Clarus’s mouth twitched at the corners as he gave in. Teasing Cor was one of his greatest joys in life. "My pleasure. I’d best be off."

"Us too. Say goodbye to the Commander, Kiddo."

"Goodbye, Sir." The Kid snapped to a salute, or tried to at least: his somewhat sloppy form gave way to the Niflheim salute he’d no doubt grown up with and been performing every day of his life.

"Nearly there," said Clarus, kindly, who demonstrated a perfect salute in return. "You’ll get there. Both of you."


	8. Snerta

**Summary for the Chapter:**

> **Snerta** (snehr-tah) _v. Orig: Niff._ **1.** To touch, to make contact.

Twelve tokens. You needed twelve tokens to claim a so-called Free Boko Puppet. Twelve tokens from boxes of cereal which cost at least three hundred gil a box and had roughly the same nutritional value of a cobweb. _And_ you had to affix stamps costing a hundred and fifty gil to a postcard which was shipped off to a PO box in Six-knows-where, before it went through a processing period of four-to-eight weeks. Capitalism at it’s finest.

The time filled with a storm of work, both at home and the office. The Kid’s room filled up slowly with oddments, smooth rocks and hardback books. The Cosmogony held pride of place bedsides his bed, well-thumbed and dog-eared. It had been Cor’s copy, once; he may have been a man of practicality, but he knew his Six, had to know them. The Kid could read, slowly, but the pictures seemed to be what fascinated him, each page examined for what seemed like an age with his nose inches from the paper.

Cor couldn’t ignore his work anymore, and after a fortnight he returned to the office for a few mornings each week. He’d run through forms with recruits, a new facet now added to his reasons of why they did this. With each new nugget of information the Kid could give to him, the hotter the anger in his stomach grew. He knew the Empire was hateful but he’d never been witness to what it inflicted on its citizens.

The Captain stayed on one morning, lounging in the sun like an overgrown lizard as Cor sweated out another sparring match against one of the tender new cadets. He was always in the corner of Cor’s vision, an unwelcome distraction, and as a result the poor recruit was pushed probably to his limit. It was only when he fell to the floor, chest heaving, that Cor ended his relentless assault. "You’re progressing well. Keep it up and we’ll make a decent Guard of you yet." He hauled the cadet to his feet and pointed him towards the door. "Hit the showers; I’ll see you tomorrow."

Drautos pushed himself off the wall as the sweaty mess of a man passed by; he turned to watch him go, face a cross between impressed and smug. "Are you always so hard on your men, Leonis?"
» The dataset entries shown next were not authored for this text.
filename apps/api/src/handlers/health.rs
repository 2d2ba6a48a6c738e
use axum::Json;
use axum::extract::State;
use axum::http::StatusCode;

use crate::dto::{HealthDependencyStatus, HealthResponse};
use crate::state::AppState;

mod checks;
mod handlers;

pub use handlers::health_handler;
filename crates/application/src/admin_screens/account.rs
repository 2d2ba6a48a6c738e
use warden_core::AppResult;
use warden_domain::{
    DATETIME_EDITOR_FORMAT, DetailDeclaration, DetailField, DetailWidget, DisplayTransform,
    END_AFTER_START_MESSAGE, EditorKind, FieldRule, FieldValueFormat, FormDeclaration, FormField,
    FormMode, GridColumn, GridDeclaration, GridToolbar, Label, PASSWORD_MAX_LENGTH,
    PASSWORD_MIN_LENGTH, ResourceKind, SelectOption, SortDirection, TreeViewModel,
    WINDOW_WITHIN_YEAR_MESSAGE,
};

use super::{id_field, timestamp_fields};
use crate::{AdminConfig, RoleRecord};

/// Builds the account create or edit form.
///
/// `roles` feeds the role selector, which only appears when the permission
/// feature is enabled. Roles are chosen on create and locked on edit.
pub fn account_form(
    config: &AdminConfig,
    mode: FormMode,
    roles: &[RoleRecord],
) -> AppResult<FormDeclaration> {
    let datetime = || EditorKind::DateTime {
        format: DATETIME_EDITOR_FORMAT.to_owned(),
    };

    let mut password = FormField::new("password", Label::admin("password"), EditorKind::Password)
        .length(PASSWORD_MIN_LENGTH, PASSWORD_MAX_LENGTH);
    password = match mode {
        FormMode::Creating => password.required(),
        FormMode::Editing(_) => password.value_format(FieldValueFormat::Blank),
    };

    let mut form = FormDeclaration::new(ResourceKind::Account, mode)
        .field(id_field())
        .field(
            FormField::new("username", Label::admin("username"), EditorKind::Text)
                .required()
                .rule(FieldRule::Unique {
                    target: config.username_target(),
                    except: mode.record_id(),
                }),
        )
        .field(FormField::new("name", Label::admin("name"), EditorKind::Text).required())
        .field(FormField::new(
            "avatar",
            Label::admin("avatar"),
            EditorKind::Image { auto_upload: true },
        ))
        .field(FormField::new("start_time", Label::admin("start_time"), datetime()).required())
        .field(
            FormField::new("end_time", Label::admin("end_time"), datetime())
                .required()
                .rule(FieldRule::After {
                    field: "start_time".to_owned(),
                    message: END_AFTER_START_MESSAGE.to_owned(),
                })
                .rule(FieldRule::WithinYearOf {
                    field: "start_time".to_owned(),
                    message: WINDOW_WITHIN_YEAR_MESSAGE.to_owned(),
                }),
        )
        .field(password)
        .field(
            FormField::new(
                "password_confirmation",
                Label::admin("password_confirmation"),
                EditorKind::Password,
            )
            .rule(FieldRule::Same {
                field: "password".to_owned(),
            }),
        )
        .ignore("password_confirmation");

    if config.permission_enabled() {
        let selector = FormField::new(
            "roles",
            Label::admin("roles"),
            EditorKind::Select {
                options: roles
                    .iter()
                    .map(|role| SelectOption {
                        value: role.id.as_i64(),
                        label: role.name.clone(),
                    })
                    .collect(),
            },
        )
        .value_format(FieldValueFormat::FirstRelationId);

        form = form.field(match mode {
            FormMode::Creating => selector.read_only().required(),
            FormMode::Editing(_) => selector.disabled(),
        });
    }

    for field in timestamp_fields() {
        form = form.field(field);
    }

    if mode.record_id().is_some_and(|id| {
        config
            .protection()
            .is_protected(ResourceKind::Account, id)
    }) {
        form = form.disable_delete();
    }

    form.build()
}

/// Builds the account list grid.
#[must_use]
pub fn account_grid() -> GridDeclaration {
    GridDeclaration::new(ResourceKind::Account)
        .column(GridColumn::new("id", Label::new("admin.id", "ID")).sortable())
        .column(GridColumn::new("username", Label::admin("username")))
        .column(GridColumn::new("name", Label::admin("name")))
        .column(
            GridColumn::new("roles", Label::admin("roles"))
                .display(DisplayTransform::FirstRelationName),
        )
        .column(
            GridColumn::new("start_time", Label::admin("start_time"))
                .display(DisplayTransform::dashes()),
        )
        .column(
            GridColumn::new("end_time", Label::admin("end_time"))
                .display(DisplayTransform::dashes()),
        )
        .column(GridColumn::new("created_at", Label::admin("created_at")))
        .column(GridColumn::new("updated_at", Label::admin("updated_at")).sortable())
        .order_by("id", SortDirection::Desc)
        .quick_search(["id", "name", "username"])
        .toolbar(GridToolbar {
            quick_edit: true,
            dialog_create: true,
            column_selector: true,
            edit_button: false,
        })
}

/// Builds the account detail view. `permissions` is the checked permission
/// tree and is only shown when the permission feature is enabled.
#[must_use]
pub fn account_detail(
    config: &AdminConfig,
    account_id: i64,
    permissions: Option<TreeViewModel>,
) -> DetailDeclaration {
    let mut detail = DetailDeclaration::new(ResourceKind::Account, account_id)
        .field(DetailField::new("id", Label::new("admin.id", "ID")))
        .field(DetailField::new("username", Label::admin("username")))
        .field(DetailField::new("name", Label::admin("name")))
        .field(DetailField::new("avatar", Label::admin("avatar")).widget(DetailWidget::Image))
        .field(DetailField::new("start_time", Label::admin("start_time")))
        .field(DetailField::new("end_time", Label::admin("end_time")));

    if config.permission_enabled() {
        detail = detail.field(
            DetailField::new("roles", Label::admin("roles"))
                .display(DisplayTransform::RelationNames)
                .widget(DetailWidget::Labels),
        );

        if let Some(tree) = permissions {
            detail = detail.field(
                DetailField::new("permissions", Label::admin("permissions"))
                    .widget(DetailWidget::Tree(tree)),
            );
        }
    }

    detail = detail
        .field(DetailField::new("created_at", Label::admin("created_at")))
        .field(DetailField::new("updated_at", Label::admin("updated_at")));

    if config
        .protection()
        .is_protected(ResourceKind::Account, account_id)
    {
        detail = detail.disable_delete();
    }

    detail
}
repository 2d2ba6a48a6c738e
use std::collections::HashMap;

use async_trait::async_trait;
use chrono::NaiveDateTime;
use sqlx::{FromRow, PgPool, Postgres, QueryBuilder, Transaction};

use warden_application::{
    AccountDraft, AccountRecord, AccountRepository, AdminTables, ListQuery, Page, RoleSummary,
};
use warden_core::{AppError, AppResult};
use warden_domain::{AccountId, RoleId};

use crate::postgres_listing::{push_page, push_search, row_total};

/// PostgreSQL-backed repository for administrator accounts.
#[derive(Clone)]
pub struct PostgresAccountRepository {
    pool: PgPool,
    tables: AdminTables,
}

impl PostgresAccountRepository {
    /// Creates a repository with the provided pool and validated table names.
    pub fn new(pool: PgPool, tables: AdminTables) -> AppResult<Self> {
        tables.validate()?;
        Ok(Self { pool, tables })
    }

    fn select_accounts(&self) -> String {
        format!(
            "SELECT id, username, name, avatar, start_time, end_time, password, created_at, updated_at FROM {}",
            self.tables.users
        )
    }

    async fn roles_by_account(
        &self,
        account_ids: &[i64],
    ) -> AppResult<HashMap<i64, Vec<RoleSummary>>> {
        let rows = sqlx::query_as::<_, AccountRoleRow>(&format!(
            r#"
            SELECT pivot.user_id, roles.id, roles.slug, roles.name
            FROM {pivot} AS pivot
            JOIN {roles} AS roles ON roles.id = pivot.role_id
            WHERE pivot.user_id = ANY($1)
            ORDER BY pivot.user_id, pivot.created_at, roles.id
            "#,
            pivot = self.tables.role_users,
            roles = self.tables.roles,
        ))
        .bind(account_ids)
        .fetch_all(&self.pool)
        .await
        .map_err(|error| AppError::Internal(format!("failed to load account roles: {error}")))?;

        let mut roles: HashMap<i64, Vec<RoleSummary>> = HashMap::new();
        for row in rows {
            roles.entry(row.user_id).or_default().push(RoleSummary {
                id: RoleId::new(row.id),
                slug: row.slug,
                name: row.name,
            });
        }

        Ok(roles)
    }

    async fn attach_roles(&self, rows: Vec<AccountRow>) -> AppResult<Vec<AccountRecord>> {
        let account_ids: Vec<i64> = rows.iter().map(|row| row.id).collect();
        let mut roles = self.roles_by_account(&account_ids).await?;

        Ok(rows
            .into_iter()
            .map(|row| {
                let account_roles = roles.remove(&row.id).unwrap_or_default();
                row.into_record(account_roles)
            })
            .collect())
    }

    async fn replace_roles(
        &self,
        transaction: &mut Transaction<'_, Postgres>,
        account_id: i64,
        role_ids: &[RoleId],
    ) -> AppResult<()> {
        sqlx::query(&format!(
            "DELETE FROM {} WHERE user_id = $1",
            self.tables.role_users
        ))
        .bind(account_id)
        .execute(&mut **transaction)
        .await
        .map_err(|error| AppError::Internal(format!("failed to clear account roles: {error}")))?;

        let insert = format!(
            "INSERT INTO {} (role_id, user_id) VALUES ($1, $2) ON CONFLICT DO NOTHING",
            self.tables.role_users
        );
        for role_id in role_ids {
            sqlx::query(&insert)
                .bind(role_id.as_i64())
                .bind(account_id)
                .execute(&mut **transaction)
                .await
                .map_err(|error| {
                    AppError::Internal(format!("failed to assign account role: {error}"))
                })?;
        }

        Ok(())
    }

    async fn reload(&self, account_id: AccountId) -> AppResult<AccountRecord> {
        self.find_account(account_id).await?.ok_or_else(|| {
            AppError::Internal(format!("account '{account_id}' vanished after write"))
        })
    }
}

#[derive(Debug, FromRow)]
struct AccountRow {
    id: i64,
    username: String,
    name: String,
    avatar: Option<String>,
    start_time: Option<NaiveDateTime>,
    end_time: Option<NaiveDateTime>,
    password: String,
    created_at: Option<NaiveDateTime>,
    updated_at: Option<NaiveDateTime>,
}

impl AccountRow {
    fn into_record(self, roles: Vec<RoleSummary>) -> AccountRecord {
        AccountRecord {
            id: AccountId::new(self.id),
            username: self.username,
            name: self.name,
            avatar: self.avatar,
            start_time: self.start_time,
            end_time: self.end_time,
            password_hash: self.password,
            roles,
            created_at: self.created_at,
            updated_at: self.updated_at,
        }
    }
}

#[derive(Debug, FromRow)]
struct AccountRoleRow {
    user_id: i64,
    id: i64,
    slug: String,
    name: String,
}

#[async_trait]
impl AccountRepository for PostgresAccountRepository {
    async fn list_accounts(&self, query: &ListQuery) -> AppResult<Page<AccountRecord>> {
        let mut count: QueryBuilder<'_, Postgres> =
            QueryBuilder::new(format!("SELECT COUNT(*) FROM {}", self.tables.users));
        push_search(&mut count, query)?;
        let total = count
            .build_query_scalar::<i64>()
            .fetch_one(&self.pool)
            .await
            .map_err(|error| AppError::Internal(format!("failed to count accounts: {error}")))?;

        let mut select: QueryBuilder<'_, Postgres> = QueryBuilder::new(self.select_accounts());
        push_search(&mut select, query)?;
        push_page(&mut select, query)?;
        let rows = select
            .build_query_as::<AccountRow>()
            .fetch_all(&self.pool)
            .await
            .map_err(|error| AppError::Internal(format!("failed to list accounts: {error}")))?;

        Ok(Page {
            items: self.attach_roles(rows).await?,
            total: row_total(total),
        })
    }

    async fn find_account(&self, account_id: AccountId) -> AppResult<Option<AccountRecord>> {
        let row = sqlx::query_as::<_, AccountRow>(&format!(
            "{} WHERE id = $1",
            self.select_accounts()
        ))
        .bind(account_id.as_i64())
        .fetch_optional(&self.pool)
        .await
        .map_err(|error| AppError::Internal(format!("failed to find account: {error}")))?;

        match row {
            Some(row) => Ok(self.attach_roles(vec![row]).await?.pop()),
            None => Ok(None),
        }
    }

    async fn create_account(&self, draft: AccountDraft) -> AppResult<AccountRecord> {
        let password_hash = draft.password_hash.as_deref().ok_or_else(|| {
            AppError::Validation("a password hash is required for new accounts".to_owned())
        })?;

        let mut transaction = self.pool.begin().await.map_err(|error| {
            AppError::Internal(format!("failed to begin transaction: {error}"))
        })?;

        let account_id = sqlx::query_scalar::<_, i64>(&format!(
            r#"
            INSERT INTO {} (username, name, avatar, start_time, end_time, password)
            VALUES ($1, $2, $3, $4, $5, $6)
            RETURNING id
            "#,
            self.tables.users
        ))
        .bind(draft.username.as_str())
        .bind(draft.name.as_str())
        .bind(draft.avatar.as_deref())
        .bind(draft.start_time)
        .bind(draft.end_time)
        .bind(password_hash)
        .fetch_one(&mut *transaction)
        .await
        .map_err(|error| map_username_conflict(error, draft.username.as_str()))?;

        if let Some(role_ids) = &draft.role_ids {
            self.replace_roles(&mut transaction, account_id, role_ids)
                .await?;
        }

        transaction.commit().await.map_err(|error| {
            AppError::Internal(format!("failed to commit transaction: {error}"))
        })?;

        self.reload(AccountId::new(account_id)).await
    }

    async fn update_account(
        &self,
        account_id: AccountId,
        draft: AccountDraft,
    ) -> AppResult<AccountRecord> {
        let mut transaction = self.pool.begin().await.map_err(|error| {
            AppError::Internal(format!("failed to begin transaction: {error}"))
        })?;

        let result = sqlx::query(&format!(
            r#"
            UPDATE {}
            SET username = $2,
                name = $3,
                avatar = $4,
                start_time = $5,
                end_time = $6,
                password = COALESCE($7, password),
                updated_at = now()
            WHERE id = $1
            "#,
            self.tables.users
        ))
        .bind(account_id.as_i64())
        .bind(draft.username.as_str())
        .bind(draft.name.as_str())
        .bind(draft.avatar.as_deref())
        .bind(draft.start_time)
        .bind(draft.end_time)
        .bind(draft.password_hash.as_deref())
        .execute(&mut *transaction)
        .await
        .map_err(|error| map_username_conflict(error, draft.username.as_str()))?;

        if result.rows_affected() == 0 {
            return Err(AppError::NotFound(format!(
                "account '{account_id}' does not exist"
            )));
        }

        if let Some(role_ids) = &draft.role_ids {
            self.replace_roles(&mut transaction, account_id.as_i64(), role_ids)
                .await?;
        }

        transaction.commit().await.map_err(|error| {
            AppError::Internal(format!("failed to commit transaction: {error}"))
        })?;

        self.reload(account_id).await
    }

    async fn delete_account(&self, account_id: AccountId) -> AppResult<()> {
        let mut transaction = self.pool.begin().await.map_err(|error| {
            AppError::Internal(format!("failed to begin transaction: {error}"))
        })?;

        self.replace_roles(&mut transaction, account_id.as_i64(), &[])
            .await?;

        let result = sqlx::query(&format!("DELETE FROM {} WHERE id = $1", self.tables.users))
            .bind(account_id.as_i64())
            .execute(&mut *transaction)
            .await
            .map_err(|error| AppError::Internal(format!("failed to delete account: {error}")))?;

        if result.rows_affected() == 0 {
            return Err(AppError::NotFound(format!(
                "account '{account_id}' does not exist"
            )));
        }

        transaction.commit().await.map_err(|error| {
            AppError::Internal(format!("failed to commit transaction: {error}"))
        })
    }
}

fn map_username_conflict(error: sqlx::Error, username: &str) -> AppError {
    if let sqlx::Error::Database(database_error) = &error
        && database_error.code().as_deref() == Some("23505")
    {
        return AppError::Conflict(format!("username '{username}' is already taken"));
    }

    AppError::Internal(format!("failed to save account: {error}"))
}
Cor grabbed a thin black towel from a bench and patted down the sweat that formed on his brow and pooled in his sternum. "No more so than you, Captain." Training blades, wooden and dull, lay scattered where recruits had left them. It was a poor habit, brought on by years of being mothered, but Cor hadn’t the time or the resources lately to drill it out of them. He moved from bench to bench, collecting the blades to be checked over and put away.

"I don’t need to be hard on them. They know what I expect of them. The Glaives have far higher standards than your Crownsguard." He joined Cor in his task, swiping a wooden katana from a few feet away and appraising it. "No, there’ll be no riff-raff in the Glaives. But I’m sure you’ll accept our rejects, anyway. Seems like you’ll accept any old thing. Here, catch," he said, and he tossed the blade at Cor like he was pitching a beanbag.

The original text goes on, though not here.